Statistical analyses

Six dependant variables of interest were investigated via analysis in JMP v.9 (SAS Institute Inc., Cary, NC). These included T2*short and T2*long (ms) derived from the biexponential fitting procedure, the quantitative estimates NaSF and NaLF,(mM), as well as TSC (mM) and EcF. An ANOVA was applied separately to the six dependant variables to investigate the factor of interest Tissue Type (2 levels: GM, WM), in addition to factors for Sex and Age.

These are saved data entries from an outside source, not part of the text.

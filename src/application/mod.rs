//! Application Layer
//!
//! Use cases that orchestrate the business flow.
//! This layer:
//! - Depends on Domain layer (entities, services, ports)
//! - Does NOT contain business rules (those are in Domain)
//! - Coordinates between Infrastructure and Domain
//!
//! ## Use Cases
//!
//! - `BuildUseCase` - Reset output, load source, compile, write artifacts

pub mod build;

pub use build::{BuildOptions, BuildReport, BuildUseCase};
//! Artifact JSON layout

use serde::{Deserialize, Serialize};

/// How contract records are laid out on disk
#[derive(Debug, Clone, Copy, PartialEq, Eq, Default, Serialize, Deserialize)]
#[serde(rename_all = "lowercase")]
pub enum JsonFormat {
    /// Single line, no whitespace
    #[default]
    Compact,
    /// Two-space indented
    Pretty,
}

impl JsonFormat {
    pub fn from_pretty(pretty: bool) -> Self {
        if pretty {
            JsonFormat::Pretty
        } else {
            JsonFormat::Compact
        }
    }

    pub fn encode<T: Serialize>(self, value: &T) -> serde_json::Result<String> {
        match self {
            JsonFormat::Compact => serde_json::to_string(value),
            JsonFormat::Pretty => serde_json::to_string_pretty(value),
        }
    }
}
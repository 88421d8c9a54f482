//! Build Options

use std::path::PathBuf;

use crate::domain::value_objects::JsonFormat;

/// Options for the build use case
#[derive(Debug, Clone, PartialEq, Eq)]
pub struct BuildOptions {
    /// Contract source file
    pub source: PathBuf,
    /// Output directory; wiped and recreated on every build
    pub out_dir: PathBuf,
    /// Artifact JSON layout
    pub format: JsonFormat,
}

impl BuildOptions {
    pub fn new(source: impl Into<PathBuf>, out_dir: impl Into<PathBuf>) -> Self {
        Self {
            source: source.into(),
            out_dir: out_dir.into(),
            format: JsonFormat::default(),
        }
    }

    pub fn with_format(mut self, format: JsonFormat) -> Self {
        self.format = format;
        self
    }
}
//! Compiler port - the external compilation capability
//!
//! The build pipeline only needs "compile this source text, give me the
//! contracts". Implementations live in the infrastructure layer; tests use
//! `FakeCompiler`.

use std::io;

use thiserror::Error;

use crate::domain::entities::{CompilerOutput, SourceDocument};

/// Hard failures invoking the compiler
///
/// Source errors are not represented here: they come back as diagnostics
/// inside a (possibly empty) `CompilerOutput`.
#[derive(Error, Debug)]
pub enum CompilerError {
    /// Compiler executable could not be started
    #[error("failed to run compiler '{program}'")]
    Spawn {
        program: String,
        #[source]
        source: io::Error,
    },

    /// Piping input to, or output from, the compiler failed
    #[error("failed to communicate with compiler '{program}'")]
    Io {
        program: String,
        #[source]
        source: io::Error,
    },

    /// Compiler process exited unsuccessfully
    #[error("compiler '{program}' exited with {status}: {stderr}")]
    Exited {
        program: String,
        status: String,
        stderr: String,
    },

    /// Compiler output is not the expected JSON document
    #[error("compiler produced invalid output")]
    InvalidOutput(#[source] serde_json::Error),
}

/// External compiler
pub trait Compiler {
    /// Compile a single source document
    fn compile(&self, source: &SourceDocument) -> Result<CompilerOutput, CompilerError>;
}

impl<C: Compiler + ?Sized> Compiler for &C {
    fn compile(&self, source: &SourceDocument) -> Result<CompilerOutput, CompilerError> {
        (**self).compile(source)
    }
}

/// Compiler double returning a canned output
#[cfg(test)]
#[derive(Debug, Clone, Default)]
pub struct FakeCompiler {
    output: CompilerOutput,
    calls: std::sync::Arc<std::sync::Mutex<Vec<String>>>,
}

#[cfg(test)]
impl FakeCompiler {
    pub fn new(output: CompilerOutput) -> Self {
        Self {
            output,
            calls: Default::default(),
        }
    }

    /// Source texts seen so far
    pub fn calls(&self) -> Vec<String> {
        self.calls.lock().unwrap().clone()
    }
}

#[cfg(test)]
impl Compiler for FakeCompiler {
    fn compile(&self, source: &SourceDocument) -> Result<CompilerOutput, CompilerError> {
        self.calls.lock().unwrap().push(source.text().to_string());
        Ok(self.output.clone())
    }
}
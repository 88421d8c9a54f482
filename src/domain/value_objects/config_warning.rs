//! Configuration warning value object.

use std::fmt;
use std::path::PathBuf;

/// Non-fatal configuration warning surfaced to CLI users.
///
/// Raised while loading `solbuild.toml`, e.g. for unknown keys.
#[derive(Debug, Clone, PartialEq, Eq)]
pub struct ConfigWarning {
    /// The unknown or problematic key
    pub key: String,
    /// The file where the warning occurred
    pub file: PathBuf,
    /// The line number (1-indexed) if available
    pub line: Option<usize>,
    /// A suggested correction if available
    pub suggestion: Option<String>,
}

impl fmt::Display for ConfigWarning {
    fn fmt(&self, f: &mut fmt::Formatter<'_>) -> fmt::Result {
        write!(f, "unknown config key '{}' in {}", self.key, self.file.display())?;
        if let Some(line) = self.line {
            write!(f, ":{}", line)?;
        }
        if let Some(suggestion) = &self.suggestion {
            write!(f, " (did you mean '{}'?)", suggestion)?;
        }
        Ok(())
    }
}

Additionally, an ANOVA was applied to the sub-cortical regional data, with the factor of interest Region (8 levels) as well as Sex and Age. Differences between the levels of factors of interest that were found to be significant were further investigated via non-parametric Steel-Dwass (p < 0.05, adjusted for multiple comparisons between levels) in a pairwise fashion. Based on the possibility of dependence between measures, Bonferroni correction was also applied across tests based on 6 dependant variables yielding a corrected α-level of P = 0.05/6 = 0.008.

Data Availability

Generated datasets are available on reasonable request from the corresponding author.